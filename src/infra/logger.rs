use env_logger::Builder;
use log::Level;
use std::io::Write;

pub const LOG_LEVEL_ENV: &str = "SUPER_PROMPT_LOG_LEVEL";

pub fn level_for_verbosity(verbosity: u8) -> &'static str {
    match verbosity {
        0 => "error",
        1 => "warn",
        2 => "info",
        _ => "debug",
    }
}

pub fn setup_logger(verbosity: u8) -> Result<(), log::SetLoggerError> {
    let env = env_logger::Env::default().filter_or(LOG_LEVEL_ENV, level_for_verbosity(verbosity));

    Builder::from_env(env)
        .format(|buf, record| {
            let level_color = match record.level() {
                Level::Error => "31", // Red
                Level::Warn => "33",  // Yellow
                Level::Info => "32",  // Green
                Level::Debug => "36", // Cyan
                Level::Trace => "35", // Magenta
            };

            writeln!(
                buf,
                "\x1B[{}m[{}]\x1B[0m [{}] {}",
                level_color,
                record.level(),
                buf.timestamp(),
                record.args()
            )
        })
        .format_timestamp_secs()
        .target(env_logger::Target::Stderr)
        .try_init()
}

#[cfg(test)]
mod tests {
    use super::*;
    use std::sync::Once;

    static INIT: Once = Once::new();

    #[test]
    fn test_level_for_verbosity() {
        assert_eq!(level_for_verbosity(0), "error");
        assert_eq!(level_for_verbosity(1), "warn");
        assert_eq!(level_for_verbosity(2), "info");
        assert_eq!(level_for_verbosity(7), "debug");
    }

    #[test]
    fn test_setup_logger() {
        INIT.call_once(|| {
            assert!(setup_logger(0).is_ok());
        });
    }
}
- - - -
What to produce: Repeat the data verbatim, line after line, leaving nothing out.

Task solution:
filename src/infra/logger.rs
use env_logger::Builder;
use log::Level;
use std::io::Write;

pub const LOG_LEVEL_ENV: &str = "SUPER_PROMPT_LOG_LEVEL";

pub fn level_for_verbosity(verbosity: u8) -> &'static str {
    match verbosity {
        0 => "error",
        1 => "warn",
        2 => "info",
        _ => "debug",
    }
}

pub fn setup_logger(verbosity: u8) -> Result<(), log::SetLoggerError> {
    let env = env_logger::Env::default().filter_or(LOG_LEVEL_ENV, level_for_verbosity(verbosity));

    Builder::from_env(env)
        .format(|buf, record| {
            let level_color = match record.level() {
                Level::Error => "31", // Red
                Level::Warn => "33",  // Yellow
                Level::Info => "32",  // Green
                Level::Debug => "36", // Cyan
                Level::Trace => "35", // Magenta
            };

            writeln!(
                buf,
                "\x1B[{}m[{}]\x1B[0m [{}] {}",
                level_color,
                record.level(),
                buf.timestamp(),
                record.args()
            )
        })
        .format_timestamp_secs()
        .target(env_logger::Target::Stderr)
        .try_init()
}

#[cfg(test)]
mod tests {
    use super::*;
    use std::sync::Once;

    static INIT: Once = Once::new();

    #[test]
    fn test_level_for_verbosity() {
        assert_eq!(level_for_verbosity(0), "error");
        assert_eq!(level_for_verbosity(1), "warn");
        assert_eq!(level_for_verbosity(2), "info");
        assert_eq!(level_for_verbosity(7), "debug");
    }

    #[test]
    fn test_setup_logger() {
        INIT.call_once(|| {
            assert!(setup_logger(0).is_ok());
        });
    }
}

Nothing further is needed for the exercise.